EXERCISE AIM. Only an exact copy of every record counts as an answer.

WORKING DATA.
------------------------------------------------------------------------

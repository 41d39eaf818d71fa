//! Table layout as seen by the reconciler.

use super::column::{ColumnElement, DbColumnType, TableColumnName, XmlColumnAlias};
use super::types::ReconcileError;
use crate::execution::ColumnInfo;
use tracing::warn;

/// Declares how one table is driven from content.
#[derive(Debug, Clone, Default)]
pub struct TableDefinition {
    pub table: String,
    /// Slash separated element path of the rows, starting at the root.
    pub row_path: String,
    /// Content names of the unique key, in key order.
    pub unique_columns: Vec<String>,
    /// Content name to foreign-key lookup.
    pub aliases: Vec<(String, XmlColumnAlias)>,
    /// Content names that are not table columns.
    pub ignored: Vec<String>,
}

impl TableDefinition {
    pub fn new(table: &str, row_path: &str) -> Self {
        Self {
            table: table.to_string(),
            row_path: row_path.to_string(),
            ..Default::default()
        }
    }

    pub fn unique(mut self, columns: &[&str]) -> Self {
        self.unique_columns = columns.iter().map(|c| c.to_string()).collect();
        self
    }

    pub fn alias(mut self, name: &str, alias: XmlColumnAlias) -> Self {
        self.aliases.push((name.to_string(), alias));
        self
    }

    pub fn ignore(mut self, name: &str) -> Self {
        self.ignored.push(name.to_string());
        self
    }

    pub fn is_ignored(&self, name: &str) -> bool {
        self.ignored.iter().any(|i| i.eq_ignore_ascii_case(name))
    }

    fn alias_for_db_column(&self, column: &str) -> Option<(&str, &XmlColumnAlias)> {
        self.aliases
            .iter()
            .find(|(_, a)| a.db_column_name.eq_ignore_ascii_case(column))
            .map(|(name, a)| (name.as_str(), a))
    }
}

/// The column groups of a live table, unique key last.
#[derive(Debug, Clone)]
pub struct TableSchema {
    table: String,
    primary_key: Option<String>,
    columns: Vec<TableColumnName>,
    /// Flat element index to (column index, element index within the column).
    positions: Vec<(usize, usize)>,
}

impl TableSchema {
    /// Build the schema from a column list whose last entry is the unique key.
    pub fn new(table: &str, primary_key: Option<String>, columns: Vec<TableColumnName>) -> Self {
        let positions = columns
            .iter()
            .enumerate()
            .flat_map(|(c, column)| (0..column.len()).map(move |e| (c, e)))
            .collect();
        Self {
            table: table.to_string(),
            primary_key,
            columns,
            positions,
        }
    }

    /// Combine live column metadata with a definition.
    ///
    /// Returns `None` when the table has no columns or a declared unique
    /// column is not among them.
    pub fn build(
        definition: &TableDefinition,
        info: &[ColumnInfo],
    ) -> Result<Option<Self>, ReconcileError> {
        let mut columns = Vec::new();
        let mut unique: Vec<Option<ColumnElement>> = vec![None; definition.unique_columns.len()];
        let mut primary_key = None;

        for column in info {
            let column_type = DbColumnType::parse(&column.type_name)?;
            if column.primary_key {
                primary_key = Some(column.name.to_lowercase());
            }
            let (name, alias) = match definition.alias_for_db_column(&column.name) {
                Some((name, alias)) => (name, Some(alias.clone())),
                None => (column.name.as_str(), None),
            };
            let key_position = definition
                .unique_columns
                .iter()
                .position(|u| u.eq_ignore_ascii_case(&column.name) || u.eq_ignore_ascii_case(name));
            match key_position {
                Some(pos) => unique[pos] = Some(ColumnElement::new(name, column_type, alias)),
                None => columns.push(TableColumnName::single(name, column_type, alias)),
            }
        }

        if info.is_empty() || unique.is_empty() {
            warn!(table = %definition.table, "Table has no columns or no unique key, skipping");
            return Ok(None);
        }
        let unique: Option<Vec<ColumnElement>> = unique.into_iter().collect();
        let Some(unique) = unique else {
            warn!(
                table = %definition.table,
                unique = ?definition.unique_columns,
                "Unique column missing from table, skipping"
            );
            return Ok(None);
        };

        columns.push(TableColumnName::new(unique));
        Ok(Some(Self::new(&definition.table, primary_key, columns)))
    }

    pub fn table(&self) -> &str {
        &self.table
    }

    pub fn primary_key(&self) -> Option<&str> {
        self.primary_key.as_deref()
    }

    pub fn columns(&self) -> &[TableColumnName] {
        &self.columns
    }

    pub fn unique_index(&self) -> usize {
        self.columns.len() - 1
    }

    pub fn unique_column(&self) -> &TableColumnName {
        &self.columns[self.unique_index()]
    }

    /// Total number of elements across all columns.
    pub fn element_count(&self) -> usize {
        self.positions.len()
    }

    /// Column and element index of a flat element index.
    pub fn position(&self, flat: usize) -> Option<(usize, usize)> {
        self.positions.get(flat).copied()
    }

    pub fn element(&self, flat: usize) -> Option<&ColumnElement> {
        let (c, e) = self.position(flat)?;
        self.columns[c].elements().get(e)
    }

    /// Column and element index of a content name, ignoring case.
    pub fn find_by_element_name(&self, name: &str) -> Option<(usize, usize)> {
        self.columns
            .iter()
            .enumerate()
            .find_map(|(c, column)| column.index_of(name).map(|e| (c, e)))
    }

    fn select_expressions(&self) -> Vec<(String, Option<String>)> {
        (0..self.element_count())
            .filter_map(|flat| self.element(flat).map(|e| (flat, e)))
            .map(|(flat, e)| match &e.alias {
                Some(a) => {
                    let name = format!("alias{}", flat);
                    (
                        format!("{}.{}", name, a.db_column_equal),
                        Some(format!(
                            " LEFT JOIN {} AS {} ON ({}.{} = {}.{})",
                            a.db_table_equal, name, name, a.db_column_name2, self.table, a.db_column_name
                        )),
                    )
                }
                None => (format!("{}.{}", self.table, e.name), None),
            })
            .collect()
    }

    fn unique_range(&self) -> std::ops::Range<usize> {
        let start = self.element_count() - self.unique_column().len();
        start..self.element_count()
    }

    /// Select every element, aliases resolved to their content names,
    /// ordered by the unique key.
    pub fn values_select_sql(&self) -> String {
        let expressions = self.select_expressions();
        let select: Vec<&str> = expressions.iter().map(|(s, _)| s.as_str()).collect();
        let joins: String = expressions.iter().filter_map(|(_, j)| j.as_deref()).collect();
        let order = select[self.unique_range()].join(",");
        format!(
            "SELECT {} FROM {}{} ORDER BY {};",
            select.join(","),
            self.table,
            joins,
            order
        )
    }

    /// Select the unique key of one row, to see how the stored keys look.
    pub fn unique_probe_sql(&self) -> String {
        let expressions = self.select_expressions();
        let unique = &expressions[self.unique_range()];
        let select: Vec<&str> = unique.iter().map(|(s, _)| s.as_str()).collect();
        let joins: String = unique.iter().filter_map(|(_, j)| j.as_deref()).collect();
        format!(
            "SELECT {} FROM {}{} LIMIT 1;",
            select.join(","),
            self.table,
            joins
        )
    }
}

------------------------------------------------------------------------

WRITTEN ANSWER.
repository 41d39eaf818d71fa
//! Table layout as seen by the reconciler.

use super::column::{ColumnElement, DbColumnType, TableColumnName, XmlColumnAlias};
use super::types::ReconcileError;
use crate::execution::ColumnInfo;
use tracing::warn;

/// Declares how one table is driven from content.
#[derive(Debug, Clone, Default)]
pub struct TableDefinition {
    pub table: String,
    /// Slash separated element path of the rows, starting at the root.
    pub row_path: String,
    /// Content names of the unique key, in key order.
    pub unique_columns: Vec<String>,
    /// Content name to foreign-key lookup.
    pub aliases: Vec<(String, XmlColumnAlias)>,
    /// Content names that are not table columns.
    pub ignored: Vec<String>,
}

impl TableDefinition {
    pub fn new(table: &str, row_path: &str) -> Self {
        Self {
            table: table.to_string(),
            row_path: row_path.to_string(),
            ..Default::default()
        }
    }

    pub fn unique(mut self, columns: &[&str]) -> Self {
        self.unique_columns = columns.iter().map(|c| c.to_string()).collect();
        self
    }

    pub fn alias(mut self, name: &str, alias: XmlColumnAlias) -> Self {
        self.aliases.push((name.to_string(), alias));
        self
    }

    pub fn ignore(mut self, name: &str) -> Self {
        self.ignored.push(name.to_string());
        self
    }

    pub fn is_ignored(&self, name: &str) -> bool {
        self.ignored.iter().any(|i| i.eq_ignore_ascii_case(name))
    }

    fn alias_for_db_column(&self, column: &str) -> Option<(&str, &XmlColumnAlias)> {
        self.aliases
            .iter()
            .find(|(_, a)| a.db_column_name.eq_ignore_ascii_case(column))
            .map(|(name, a)| (name.as_str(), a))
    }
}

/// The column groups of a live table, unique key last.
#[derive(Debug, Clone)]
pub struct TableSchema {
    table: String,
    primary_key: Option<String>,
    columns: Vec<TableColumnName>,
    /// Flat element index to (column index, element index within the column).
    positions: Vec<(usize, usize)>,
}

impl TableSchema {
    /// Build the schema from a column list whose last entry is the unique key.
    pub fn new(table: &str, primary_key: Option<String>, columns: Vec<TableColumnName>) -> Self {
        let positions = columns
            .iter()
            .enumerate()
            .flat_map(|(c, column)| (0..column.len()).map(move |e| (c, e)))
            .collect();
        Self {
            table: table.to_string(),
            primary_key,
            columns,
            positions,
        }
    }

    /// Combine live column metadata with a definition.
    ///
    /// Returns `None` when the table has no columns or a declared unique
    /// column is not among them.
    pub fn build(
        definition: &TableDefinition,
        info: &[ColumnInfo],
    ) -> Result<Option<Self>, ReconcileError> {
        let mut columns = Vec::new();
        let mut unique: Vec<Option<ColumnElement>> = vec![None; definition.unique_columns.len()];
        let mut primary_key = None;

        for column in info {
            let column_type = DbColumnType::parse(&column.type_name)?;
            if column.primary_key {
                primary_key = Some(column.name.to_lowercase());
            }
            let (name, alias) = match definition.alias_for_db_column(&column.name) {
                Some((name, alias)) => (name, Some(alias.clone())),
                None => (column.name.as_str(), None),
            };
            let key_position = definition
                .unique_columns
                .iter()
                .position(|u| u.eq_ignore_ascii_case(&column.name) || u.eq_ignore_ascii_case(name));
            match key_position {
                Some(pos) => unique[pos] = Some(ColumnElement::new(name, column_type, alias)),
                None => columns.push(TableColumnName::single(name, column_type, alias)),
            }
        }

        if info.is_empty() || unique.is_empty() {
            warn!(table = %definition.table, "Table has no columns or no unique key, skipping");
            return Ok(None);
        }
        let unique: Option<Vec<ColumnElement>> = unique.into_iter().collect();
        let Some(unique) = unique else {
            warn!(
                table = %definition.table,
                unique = ?definition.unique_columns,
                "Unique column missing from table, skipping"
            );
            return Ok(None);
        };

        columns.push(TableColumnName::new(unique));
        Ok(Some(Self::new(&definition.table, primary_key, columns)))
    }

    pub fn table(&self) -> &str {
        &self.table
    }

    pub fn primary_key(&self) -> Option<&str> {
        self.primary_key.as_deref()
    }

    pub fn columns(&self) -> &[TableColumnName] {
        &self.columns
    }

    pub fn unique_index(&self) -> usize {
        self.columns.len() - 1
    }

    pub fn unique_column(&self) -> &TableColumnName {
        &self.columns[self.unique_index()]
    }

    /// Total number of elements across all columns.
    pub fn element_count(&self) -> usize {
        self.positions.len()
    }

    /// Column and element index of a flat element index.
    pub fn position(&self, flat: usize) -> Option<(usize, usize)> {
        self.positions.get(flat).copied()
    }

    pub fn element(&self, flat: usize) -> Option<&ColumnElement> {
        let (c, e) = self.position(flat)?;
        self.columns[c].elements().get(e)
    }

    /// Column and element index of a content name, ignoring case.
    pub fn find_by_element_name(&self, name: &str) -> Option<(usize, usize)> {
        self.columns
            .iter()
            .enumerate()
            .find_map(|(c, column)| column.index_of(name).map(|e| (c, e)))
    }

    fn select_expressions(&self) -> Vec<(String, Option<String>)> {
        (0..self.element_count())
            .filter_map(|flat| self.element(flat).map(|e| (flat, e)))
            .map(|(flat, e)| match &e.alias {
                Some(a) => {
                    let name = format!("alias{}", flat);
                    (
                        format!("{}.{}", name, a.db_column_equal),
                        Some(format!(
                            " LEFT JOIN {} AS {} ON ({}.{} = {}.{})",
                            a.db_table_equal, name, name, a.db_column_name2, self.table, a.db_column_name
                        )),
                    )
                }
                None => (format!("{}.{}", self.table, e.name), None),
            })
            .collect()
    }

    fn unique_range(&self) -> std::ops::Range<usize> {
        let start = self.element_count() - self.unique_column().len();
        start..self.element_count()
    }

    /// Select every element, aliases resolved to their content names,
    /// ordered by the unique key.
    pub fn values_select_sql(&self) -> String {
        let expressions = self.select_expressions();
        let select: Vec<&str> = expressions.iter().map(|(s, _)| s.as_str()).collect();
        let joins: String = expressions.iter().filter_map(|(_, j)| j.as_deref()).collect();
        let order = select[self.unique_range()].join(",");
        format!(
            "SELECT {} FROM {}{} ORDER BY {};",
            select.join(","),
            self.table,
            joins,
            order
        )
    }

    /// Select the unique key of one row, to see how the stored keys look.
    pub fn unique_probe_sql(&self) -> String {
        let expressions = self.select_expressions();
        let unique = &expressions[self.unique_range()];
        let select: Vec<&str> = unique.iter().map(|(s, _)| s.as_str()).collect();
        let joins: String = unique.iter().filter_map(|(_, j)| j.as_deref()).collect();
        format!(
            "SELECT {} FROM {}{} LIMIT 1;",
            select.join(","),
            self.table,
            joins
        )
    }
}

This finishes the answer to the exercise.